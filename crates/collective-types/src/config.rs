//! Configuration types for the Collective chatroom.
//!
//! `AppConfig` represents the `config.toml` in the data directory. All
//! fields have defaults so an empty or missing file is valid. Credentials
//! are never part of the file; they are resolved from the environment into
//! [`BedrockCredentials`].

use secrecy::{ExposeSecret, SecretString};
use serde::{Deserialize, Serialize};

use crate::error::ConfigError;

/// Default AWS region for Bedrock.
pub const DEFAULT_REGION: &str = "us-east-1";

/// Default Bedrock model (Claude Sonnet 4 cross-region inference profile).
pub const DEFAULT_MODEL_ID: &str = "us.anthropic.claude-sonnet-4-20250514-v1:0";

/// Default generation budget per completion.
pub const DEFAULT_MAX_TOKENS: u32 = 1000;

/// Top-level configuration loaded from `config.toml`.
#[derive(Debug, Clone, Serialize, Deserialize)]
pub struct AppConfig {
    /// Display name used for human messages.
    #[serde(default = "default_human_name")]
    pub human_name: String,

    #[serde(default)]
    pub bedrock: BedrockSettings,
}

fn default_human_name() -> String {
    "Human".to_string()
}

impl Default for AppConfig {
    fn default() -> Self {
        Self {
            human_name: default_human_name(),
            bedrock: BedrockSettings::default(),
        }
    }
}

/// Non-secret Bedrock settings.
#[derive(Debug, Clone, Serialize, Deserialize)]
pub struct BedrockSettings {
    #[serde(default = "default_region")]
    pub region: String,

    #[serde(default = "default_model_id")]
    pub model_id: String,

    #[serde(default = "default_max_tokens")]
    pub max_tokens: u32,

    /// Optional per-request timeout. Unset means requests never time out.
    #[serde(default)]
    pub request_timeout_secs: Option<u64>,
}

fn default_region() -> String {
    DEFAULT_REGION.to_string()
}

fn default_model_id() -> String {
    DEFAULT_MODEL_ID.to_string()
}

fn default_max_tokens() -> u32 {
    DEFAULT_MAX_TOKENS
}

impl Default for BedrockSettings {
    fn default() -> Self {
        Self {
            region: default_region(),
            model_id: default_model_id(),
            max_tokens: default_max_tokens(),
            request_timeout_secs: None,
        }
    }
}

/// How requests to Bedrock are authenticated.
///
/// Secret halves are wrapped in [`SecretString`] and never appear in
/// `Debug` output.
#[derive(Debug, Clone)]
pub enum BedrockAuth {
    /// IAM access key pair, signed with AWS Signature V4.
    AccessKey {
        access_key_id: String,
        secret_access_key: SecretString,
        session_token: Option<SecretString>,
    },
    /// Bedrock API key sent as a bearer token.
    BearerToken(SecretString),
}

/// Everything needed to talk to the Bedrock Runtime API.
#[derive(Debug, Clone)]
pub struct BedrockCredentials {
    pub region: String,
    pub model_id: String,
    pub auth: BedrockAuth,
}

impl BedrockCredentials {
    /// Build credentials from an IAM access key pair.
    ///
    /// Both halves of the pair must be non-blank.
    pub fn access_key(
        region: impl Into<String>,
        model_id: impl Into<String>,
        access_key_id: &str,
        secret_access_key: &str,
        session_token: Option<&str>,
    ) -> Result<Self, ConfigError> {
        if access_key_id.trim().is_empty() || secret_access_key.trim().is_empty() {
            return Err(ConfigError::MissingCredentials);
        }
        let credentials = Self {
            region: region.into(),
            model_id: model_id.into(),
            auth: BedrockAuth::AccessKey {
                access_key_id: access_key_id.trim().to_string(),
                secret_access_key: SecretString::from(secret_access_key.trim().to_string()),
                session_token: session_token
                    .map(str::trim)
                    .filter(|t| !t.is_empty())
                    .map(|t| SecretString::from(t.to_string())),
            },
        };
        credentials.validate()?;
        Ok(credentials)
    }

    /// Build credentials from a Bedrock API key.
    pub fn bearer_token(
        region: impl Into<String>,
        model_id: impl Into<String>,
        token: &str,
    ) -> Result<Self, ConfigError> {
        if token.trim().is_empty() {
            return Err(ConfigError::MissingCredentials);
        }
        let credentials = Self {
            region: region.into(),
            model_id: model_id.into(),
            auth: BedrockAuth::BearerToken(SecretString::from(token.trim().to_string())),
        };
        credentials.validate()?;
        Ok(credentials)
    }

    /// Check that the region is usable as a hostname label.
    pub fn validate(&self) -> Result<(), ConfigError> {
        let region_ok = !self.region.is_empty()
            && self
                .region
                .chars()
                .all(|c| c.is_ascii_lowercase() || c.is_ascii_digit() || c == '-');
        if !region_ok {
            return Err(ConfigError::InvalidRegion(self.region.clone()));
        }
        if let BedrockAuth::AccessKey {
            secret_access_key, ..
        } = &self.auth
        {
            if secret_access_key.expose_secret().is_empty() {
                return Err(ConfigError::MissingCredentials);
            }
        }
        Ok(())
    }

    /// Short description of the auth mode for status output.
    pub fn auth_label(&self) -> &'static str {
        match self.auth {
            BedrockAuth::AccessKey { .. } => "access key (SigV4)",
            BedrockAuth::BearerToken(_) => "bearer token",
        }
    }
}

#[cfg(test)]
mod tests {
    use super::*;

    #[test]
    fn test_app_config_defaults_from_empty_toml() {
        let config: AppConfig = toml::from_str("").unwrap();
        assert_eq!(config.human_name, "Human");
        assert_eq!(config.bedrock.region, DEFAULT_REGION);
        assert_eq!(config.bedrock.model_id, DEFAULT_MODEL_ID);
        assert_eq!(config.bedrock.max_tokens, 1000);
        assert!(config.bedrock.request_timeout_secs.is_none());
    }

    #[test]
    fn test_app_config_partial_section() {
        let config: AppConfig = toml::from_str(
            r#"
human_name = "Ada"

[bedrock]
region = "eu-west-1"
request_timeout_secs = 90
"#,
        )
        .unwrap();
        assert_eq!(config.human_name, "Ada");
        assert_eq!(config.bedrock.region, "eu-west-1");
        assert_eq!(config.bedrock.model_id, DEFAULT_MODEL_ID);
        assert_eq!(config.bedrock.request_timeout_secs, Some(90));
    }

    #[test]
    fn test_access_key_requires_both_halves() {
        let err = BedrockCredentials::access_key(DEFAULT_REGION, DEFAULT_MODEL_ID, "AKIA", " ", None)
            .unwrap_err();
        assert!(matches!(err, ConfigError::MissingCredentials));

        let err = BedrockCredentials::access_key(DEFAULT_REGION, DEFAULT_MODEL_ID, "", "secret", None)
            .unwrap_err();
        assert!(matches!(err, ConfigError::MissingCredentials));
    }

    #[test]
    fn test_invalid_region_rejected() {
        let err = BedrockCredentials::bearer_token("us-east-1/evil", DEFAULT_MODEL_ID, "tok")
            .unwrap_err();
        assert!(matches!(err, ConfigError::InvalidRegion(_)));
    }

    #[test]
    fn test_debug_does_not_leak_secret() {
        let creds = BedrockCredentials::access_key(
            DEFAULT_REGION,
            DEFAULT_MODEL_ID,
            "AKIDEXAMPLE",
            "super-secret-value",
            Some("session-value"),
        )
        .unwrap();
        let debug = format!("{creds:?}");
        assert!(!debug.contains("super-secret-value"));
        assert!(!debug.contains("session-value"));
        assert_eq!(creds.auth_label(), "access key (SigV4)");
    }

    #[test]
    fn test_blank_session_token_dropped() {
        let creds =
            BedrockCredentials::access_key(DEFAULT_REGION, DEFAULT_MODEL_ID, "AKID", "secret", Some(""))
                .unwrap();
        match creds.auth {
            BedrockAuth::AccessKey { session_token, .. } => assert!(session_token.is_none()),
            BedrockAuth::BearerToken(_) => panic!("expected access key auth"),
        }
    }
}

##############################

Assignment:
Using the records above, output exactly the lines from the first through the line that contains "cross-region inference profile).", with both of those included.

Response area:
filename crates/collective-types/src/config.rs
//! Configuration types for the Collective chatroom.
//!
//! `AppConfig` represents the `config.toml` in the data directory. All
//! fields have defaults so an empty or missing file is valid. Credentials
//! are never part of the file; they are resolved from the environment into
//! [`BedrockCredentials`].

use secrecy::{ExposeSecret, SecretString};
use serde::{Deserialize, Serialize};

use crate::error::ConfigError;

/// Default AWS region for Bedrock.
pub const DEFAULT_REGION: &str = "us-east-1";

/// Default Bedrock model (Claude Sonnet 4 cross-region inference profile).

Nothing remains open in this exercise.